PROBLEM DESCRIPTION
Would you please copy every line from the records that contains the word "bytes"?

LISTED RECORDS

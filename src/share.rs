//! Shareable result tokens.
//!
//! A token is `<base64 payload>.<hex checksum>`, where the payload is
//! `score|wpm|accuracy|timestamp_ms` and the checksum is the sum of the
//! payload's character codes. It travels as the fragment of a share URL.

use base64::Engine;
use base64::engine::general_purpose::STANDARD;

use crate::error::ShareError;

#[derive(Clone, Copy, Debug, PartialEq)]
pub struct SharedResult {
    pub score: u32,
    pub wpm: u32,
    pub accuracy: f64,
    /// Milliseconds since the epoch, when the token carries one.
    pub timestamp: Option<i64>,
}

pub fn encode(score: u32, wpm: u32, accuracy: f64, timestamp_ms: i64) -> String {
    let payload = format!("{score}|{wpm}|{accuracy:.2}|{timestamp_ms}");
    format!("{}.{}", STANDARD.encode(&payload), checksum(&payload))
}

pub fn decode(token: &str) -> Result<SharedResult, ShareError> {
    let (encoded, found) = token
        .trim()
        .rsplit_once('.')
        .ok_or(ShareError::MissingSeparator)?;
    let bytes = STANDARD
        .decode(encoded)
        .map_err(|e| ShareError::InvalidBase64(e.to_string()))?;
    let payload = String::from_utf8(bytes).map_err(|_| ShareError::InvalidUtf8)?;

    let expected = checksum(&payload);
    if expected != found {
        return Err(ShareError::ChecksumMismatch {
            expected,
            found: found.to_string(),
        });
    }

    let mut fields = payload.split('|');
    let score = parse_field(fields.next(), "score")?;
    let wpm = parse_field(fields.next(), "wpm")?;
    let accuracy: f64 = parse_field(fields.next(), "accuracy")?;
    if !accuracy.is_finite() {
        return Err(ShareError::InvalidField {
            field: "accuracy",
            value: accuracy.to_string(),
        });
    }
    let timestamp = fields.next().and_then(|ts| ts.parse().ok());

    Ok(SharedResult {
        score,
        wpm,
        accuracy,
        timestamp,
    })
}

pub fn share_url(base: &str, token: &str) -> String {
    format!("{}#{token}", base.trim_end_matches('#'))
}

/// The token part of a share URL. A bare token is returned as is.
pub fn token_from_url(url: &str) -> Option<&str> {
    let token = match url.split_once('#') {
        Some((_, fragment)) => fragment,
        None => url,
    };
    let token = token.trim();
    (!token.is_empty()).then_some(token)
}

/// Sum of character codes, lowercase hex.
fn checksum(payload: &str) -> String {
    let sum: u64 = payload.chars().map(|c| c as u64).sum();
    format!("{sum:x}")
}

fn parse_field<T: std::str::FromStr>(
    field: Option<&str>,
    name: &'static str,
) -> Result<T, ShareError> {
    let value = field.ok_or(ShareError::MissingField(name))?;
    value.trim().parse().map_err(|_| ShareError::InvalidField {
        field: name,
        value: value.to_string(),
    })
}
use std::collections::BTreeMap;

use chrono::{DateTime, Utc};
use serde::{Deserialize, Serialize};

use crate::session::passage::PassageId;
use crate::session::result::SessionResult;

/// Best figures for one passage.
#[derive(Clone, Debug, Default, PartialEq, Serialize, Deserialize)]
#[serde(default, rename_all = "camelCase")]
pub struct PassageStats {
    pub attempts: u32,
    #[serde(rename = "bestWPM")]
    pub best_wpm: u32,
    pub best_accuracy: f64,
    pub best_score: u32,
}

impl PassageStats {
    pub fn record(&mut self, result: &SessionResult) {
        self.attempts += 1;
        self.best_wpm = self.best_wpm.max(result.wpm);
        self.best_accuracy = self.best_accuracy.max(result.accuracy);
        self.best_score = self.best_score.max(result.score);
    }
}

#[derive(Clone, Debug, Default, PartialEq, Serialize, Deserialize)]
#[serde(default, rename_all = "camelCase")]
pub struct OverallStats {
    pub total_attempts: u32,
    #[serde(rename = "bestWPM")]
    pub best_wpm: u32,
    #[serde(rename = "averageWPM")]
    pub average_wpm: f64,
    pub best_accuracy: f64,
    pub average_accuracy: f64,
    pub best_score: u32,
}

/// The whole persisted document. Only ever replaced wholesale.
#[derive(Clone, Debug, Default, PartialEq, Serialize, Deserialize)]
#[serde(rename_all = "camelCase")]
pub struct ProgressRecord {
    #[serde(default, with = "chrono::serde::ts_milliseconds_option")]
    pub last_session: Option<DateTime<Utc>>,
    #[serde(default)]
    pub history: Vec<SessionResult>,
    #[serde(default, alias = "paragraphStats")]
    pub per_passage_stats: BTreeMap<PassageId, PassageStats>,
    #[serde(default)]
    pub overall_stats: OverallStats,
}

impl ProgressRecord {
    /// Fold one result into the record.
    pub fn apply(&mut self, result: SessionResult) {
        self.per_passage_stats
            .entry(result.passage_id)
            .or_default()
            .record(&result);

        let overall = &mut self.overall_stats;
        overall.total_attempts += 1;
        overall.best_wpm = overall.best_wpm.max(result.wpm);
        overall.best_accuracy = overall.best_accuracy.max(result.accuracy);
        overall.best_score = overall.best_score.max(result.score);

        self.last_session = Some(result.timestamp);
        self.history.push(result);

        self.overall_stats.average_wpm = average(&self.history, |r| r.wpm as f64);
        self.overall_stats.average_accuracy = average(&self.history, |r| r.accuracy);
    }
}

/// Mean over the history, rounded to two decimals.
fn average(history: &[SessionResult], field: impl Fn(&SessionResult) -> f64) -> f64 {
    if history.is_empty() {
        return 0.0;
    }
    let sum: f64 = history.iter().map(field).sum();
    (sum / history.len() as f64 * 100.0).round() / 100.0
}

ANSWER TO THIS TASK
    let bytes = STANDARD
    let payload = String::from_utf8(bytes).map_err(|_| ShareError::InvalidUtf8)?;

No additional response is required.